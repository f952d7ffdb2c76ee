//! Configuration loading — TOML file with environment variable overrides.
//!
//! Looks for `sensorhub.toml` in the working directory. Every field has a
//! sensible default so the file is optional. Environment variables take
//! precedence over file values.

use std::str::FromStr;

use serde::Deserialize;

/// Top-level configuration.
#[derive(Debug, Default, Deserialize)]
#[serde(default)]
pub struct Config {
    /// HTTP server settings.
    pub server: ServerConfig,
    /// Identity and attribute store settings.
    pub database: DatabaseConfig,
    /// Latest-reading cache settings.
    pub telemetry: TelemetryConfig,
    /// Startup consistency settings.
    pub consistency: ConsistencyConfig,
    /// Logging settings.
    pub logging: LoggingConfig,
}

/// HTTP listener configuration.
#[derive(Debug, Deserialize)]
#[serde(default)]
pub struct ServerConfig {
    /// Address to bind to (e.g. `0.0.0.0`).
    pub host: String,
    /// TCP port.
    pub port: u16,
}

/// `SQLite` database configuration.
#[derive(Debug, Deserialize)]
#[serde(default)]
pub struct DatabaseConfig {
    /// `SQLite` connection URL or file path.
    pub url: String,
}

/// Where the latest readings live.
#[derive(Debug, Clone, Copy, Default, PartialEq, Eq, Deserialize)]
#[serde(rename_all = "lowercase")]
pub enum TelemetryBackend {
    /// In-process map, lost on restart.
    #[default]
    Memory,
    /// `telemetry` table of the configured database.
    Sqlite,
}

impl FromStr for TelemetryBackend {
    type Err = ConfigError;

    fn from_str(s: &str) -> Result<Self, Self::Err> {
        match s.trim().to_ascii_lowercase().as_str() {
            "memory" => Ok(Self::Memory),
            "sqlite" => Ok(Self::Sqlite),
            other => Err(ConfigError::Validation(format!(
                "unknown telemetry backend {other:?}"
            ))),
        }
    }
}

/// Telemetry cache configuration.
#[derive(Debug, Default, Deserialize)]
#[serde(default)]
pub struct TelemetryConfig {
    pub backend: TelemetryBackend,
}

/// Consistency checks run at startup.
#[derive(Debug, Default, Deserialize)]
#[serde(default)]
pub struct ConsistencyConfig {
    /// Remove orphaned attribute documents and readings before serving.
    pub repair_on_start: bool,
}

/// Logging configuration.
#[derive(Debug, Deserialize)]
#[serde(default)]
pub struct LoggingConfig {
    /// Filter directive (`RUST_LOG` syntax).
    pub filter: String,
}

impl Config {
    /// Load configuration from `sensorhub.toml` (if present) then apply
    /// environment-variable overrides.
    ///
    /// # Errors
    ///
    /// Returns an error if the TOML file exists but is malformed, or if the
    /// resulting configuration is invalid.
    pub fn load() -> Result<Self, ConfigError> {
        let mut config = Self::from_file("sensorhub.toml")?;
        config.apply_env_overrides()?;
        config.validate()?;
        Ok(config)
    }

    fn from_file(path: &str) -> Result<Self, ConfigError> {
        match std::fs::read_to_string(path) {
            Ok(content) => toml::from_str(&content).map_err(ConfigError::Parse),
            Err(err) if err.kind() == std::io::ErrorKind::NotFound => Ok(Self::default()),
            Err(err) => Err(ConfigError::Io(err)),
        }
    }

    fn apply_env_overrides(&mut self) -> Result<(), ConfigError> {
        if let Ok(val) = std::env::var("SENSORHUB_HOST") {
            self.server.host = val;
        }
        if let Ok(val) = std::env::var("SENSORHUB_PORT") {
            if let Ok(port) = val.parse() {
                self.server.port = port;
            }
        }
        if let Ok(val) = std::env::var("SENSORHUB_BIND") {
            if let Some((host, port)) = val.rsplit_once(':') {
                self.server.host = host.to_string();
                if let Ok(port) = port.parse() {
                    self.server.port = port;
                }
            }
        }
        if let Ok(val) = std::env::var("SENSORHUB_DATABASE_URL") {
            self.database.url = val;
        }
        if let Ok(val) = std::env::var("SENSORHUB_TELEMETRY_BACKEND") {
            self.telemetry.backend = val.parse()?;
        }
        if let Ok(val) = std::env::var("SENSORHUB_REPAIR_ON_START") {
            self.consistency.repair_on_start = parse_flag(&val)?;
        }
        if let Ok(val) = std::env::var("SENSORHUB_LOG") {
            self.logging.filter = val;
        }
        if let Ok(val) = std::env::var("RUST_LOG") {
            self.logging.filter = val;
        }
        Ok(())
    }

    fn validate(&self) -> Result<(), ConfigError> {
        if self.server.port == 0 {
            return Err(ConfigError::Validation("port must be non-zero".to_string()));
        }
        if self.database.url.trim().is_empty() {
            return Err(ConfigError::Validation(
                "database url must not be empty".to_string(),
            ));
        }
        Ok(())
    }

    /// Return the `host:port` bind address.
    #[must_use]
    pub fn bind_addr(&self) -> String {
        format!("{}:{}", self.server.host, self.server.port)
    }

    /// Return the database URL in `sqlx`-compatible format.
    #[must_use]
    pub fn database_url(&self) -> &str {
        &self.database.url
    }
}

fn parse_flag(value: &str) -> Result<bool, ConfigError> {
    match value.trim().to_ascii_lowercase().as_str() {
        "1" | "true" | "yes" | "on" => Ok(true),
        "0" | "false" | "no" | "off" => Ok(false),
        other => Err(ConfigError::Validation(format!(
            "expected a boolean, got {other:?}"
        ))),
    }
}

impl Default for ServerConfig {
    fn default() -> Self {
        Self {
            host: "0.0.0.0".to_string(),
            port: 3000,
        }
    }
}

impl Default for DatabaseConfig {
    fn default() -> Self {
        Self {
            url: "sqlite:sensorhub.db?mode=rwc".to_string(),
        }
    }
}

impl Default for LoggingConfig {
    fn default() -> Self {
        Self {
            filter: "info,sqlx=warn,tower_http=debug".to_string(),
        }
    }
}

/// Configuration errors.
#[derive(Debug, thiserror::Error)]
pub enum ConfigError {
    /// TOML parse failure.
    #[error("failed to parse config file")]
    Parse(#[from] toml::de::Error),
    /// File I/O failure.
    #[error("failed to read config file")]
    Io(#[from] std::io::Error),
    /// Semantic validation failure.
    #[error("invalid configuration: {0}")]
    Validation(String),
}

----------------------------------------

Required action
Please print the full listing shown above, exactly as it appears.

The answer
repository f952d7ffdb2c76ee
//! Configuration loading — TOML file with environment variable overrides.
//!
//! Looks for `sensorhub.toml` in the working directory. Every field has a
//! sensible default so the file is optional. Environment variables take
//! precedence over file values.

use std::str::FromStr;

use serde::Deserialize;

/// Top-level configuration.
#[derive(Debug, Default, Deserialize)]
#[serde(default)]
pub struct Config {
    /// HTTP server settings.
    pub server: ServerConfig,
    /// Identity and attribute store settings.
    pub database: DatabaseConfig,
    /// Latest-reading cache settings.
    pub telemetry: TelemetryConfig,
    /// Startup consistency settings.
    pub consistency: ConsistencyConfig,
    /// Logging settings.
    pub logging: LoggingConfig,
}

/// HTTP listener configuration.
#[derive(Debug, Deserialize)]
#[serde(default)]
pub struct ServerConfig {
    /// Address to bind to (e.g. `0.0.0.0`).
    pub host: String,
    /// TCP port.
    pub port: u16,
}

/// `SQLite` database configuration.
#[derive(Debug, Deserialize)]
#[serde(default)]
pub struct DatabaseConfig {
    /// `SQLite` connection URL or file path.
    pub url: String,
}

/// Where the latest readings live.
#[derive(Debug, Clone, Copy, Default, PartialEq, Eq, Deserialize)]
#[serde(rename_all = "lowercase")]
pub enum TelemetryBackend {
    /// In-process map, lost on restart.
    #[default]
    Memory,
    /// `telemetry` table of the configured database.
    Sqlite,
}

impl FromStr for TelemetryBackend {
    type Err = ConfigError;

    fn from_str(s: &str) -> Result<Self, Self::Err> {
        match s.trim().to_ascii_lowercase().as_str() {
            "memory" => Ok(Self::Memory),
            "sqlite" => Ok(Self::Sqlite),
            other => Err(ConfigError::Validation(format!(
                "unknown telemetry backend {other:?}"
            ))),
        }
    }
}

/// Telemetry cache configuration.
#[derive(Debug, Default, Deserialize)]
#[serde(default)]
pub struct TelemetryConfig {
    pub backend: TelemetryBackend,
}

/// Consistency checks run at startup.
#[derive(Debug, Default, Deserialize)]
#[serde(default)]
pub struct ConsistencyConfig {
    /// Remove orphaned attribute documents and readings before serving.
    pub repair_on_start: bool,
}

/// Logging configuration.
#[derive(Debug, Deserialize)]
#[serde(default)]
pub struct LoggingConfig {
    /// Filter directive (`RUST_LOG` syntax).
    pub filter: String,
}

impl Config {
    /// Load configuration from `sensorhub.toml` (if present) then apply
    /// environment-variable overrides.
    ///
    /// # Errors
    ///
    /// Returns an error if the TOML file exists but is malformed, or if the
    /// resulting configuration is invalid.
    pub fn load() -> Result<Self, ConfigError> {
        let mut config = Self::from_file("sensorhub.toml")?;
        config.apply_env_overrides()?;
        config.validate()?;
        Ok(config)
    }

    fn from_file(path: &str) -> Result<Self, ConfigError> {
        match std::fs::read_to_string(path) {
            Ok(content) => toml::from_str(&content).map_err(ConfigError::Parse),
            Err(err) if err.kind() == std::io::ErrorKind::NotFound => Ok(Self::default()),
            Err(err) => Err(ConfigError::Io(err)),
        }
    }

    fn apply_env_overrides(&mut self) -> Result<(), ConfigError> {
        if let Ok(val) = std::env::var("SENSORHUB_HOST") {
            self.server.host = val;
        }
        if let Ok(val) = std::env::var("SENSORHUB_PORT") {
            if let Ok(port) = val.parse() {
                self.server.port = port;
            }
        }
        if let Ok(val) = std::env::var("SENSORHUB_BIND") {
            if let Some((host, port)) = val.rsplit_once(':') {
                self.server.host = host.to_string();
                if let Ok(port) = port.parse() {
                    self.server.port = port;
                }
            }
        }
        if let Ok(val) = std::env::var("SENSORHUB_DATABASE_URL") {
            self.database.url = val;
        }
        if let Ok(val) = std::env::var("SENSORHUB_TELEMETRY_BACKEND") {
            self.telemetry.backend = val.parse()?;
        }
        if let Ok(val) = std::env::var("SENSORHUB_REPAIR_ON_START") {
            self.consistency.repair_on_start = parse_flag(&val)?;
        }
        if let Ok(val) = std::env::var("SENSORHUB_LOG") {
            self.logging.filter = val;
        }
        if let Ok(val) = std::env::var("RUST_LOG") {
            self.logging.filter = val;
        }
        Ok(())
    }

    fn validate(&self) -> Result<(), ConfigError> {
        if self.server.port == 0 {
            return Err(ConfigError::Validation("port must be non-zero".to_string()));
        }
        if self.database.url.trim().is_empty() {
            return Err(ConfigError::Validation(
                "database url must not be empty".to_string(),
            ));
        }
        Ok(())
    }

    /// Return the `host:port` bind address.
    #[must_use]
    pub fn bind_addr(&self) -> String {
        format!("{}:{}", self.server.host, self.server.port)
    }

    /// Return the database URL in `sqlx`-compatible format.
    #[must_use]
    pub fn database_url(&self) -> &str {
        &self.database.url
    }
}

fn parse_flag(value: &str) -> Result<bool, ConfigError> {
    match value.trim().to_ascii_lowercase().as_str() {
        "1" | "true" | "yes" | "on" => Ok(true),
        "0" | "false" | "no" | "off" => Ok(false),
        other => Err(ConfigError::Validation(format!(
            "expected a boolean, got {other:?}"
        ))),
    }
}

impl Default for ServerConfig {
    fn default() -> Self {
        Self {
            host: "0.0.0.0".to_string(),
            port: 3000,
        }
    }
}

impl Default for DatabaseConfig {
    fn default() -> Self {
        Self {
            url: "sqlite:sensorhub.db?mode=rwc".to_string(),
        }
    }
}

impl Default for LoggingConfig {
    fn default() -> Self {
        Self {
            filter: "info,sqlx=warn,tower_http=debug".to_string(),
        }
    }
}

/// Configuration errors.
#[derive(Debug, thiserror::Error)]
pub enum ConfigError {
    /// TOML parse failure.
    #[error("failed to parse config file")]
    Parse(#[from] toml::de::Error),
    /// File I/O failure.
    #[error("failed to read config file")]
    Io(#[from] std::io::Error),
    /// Semantic validation failure.
    #[error("invalid configuration: {0}")]
    Validation(String),
}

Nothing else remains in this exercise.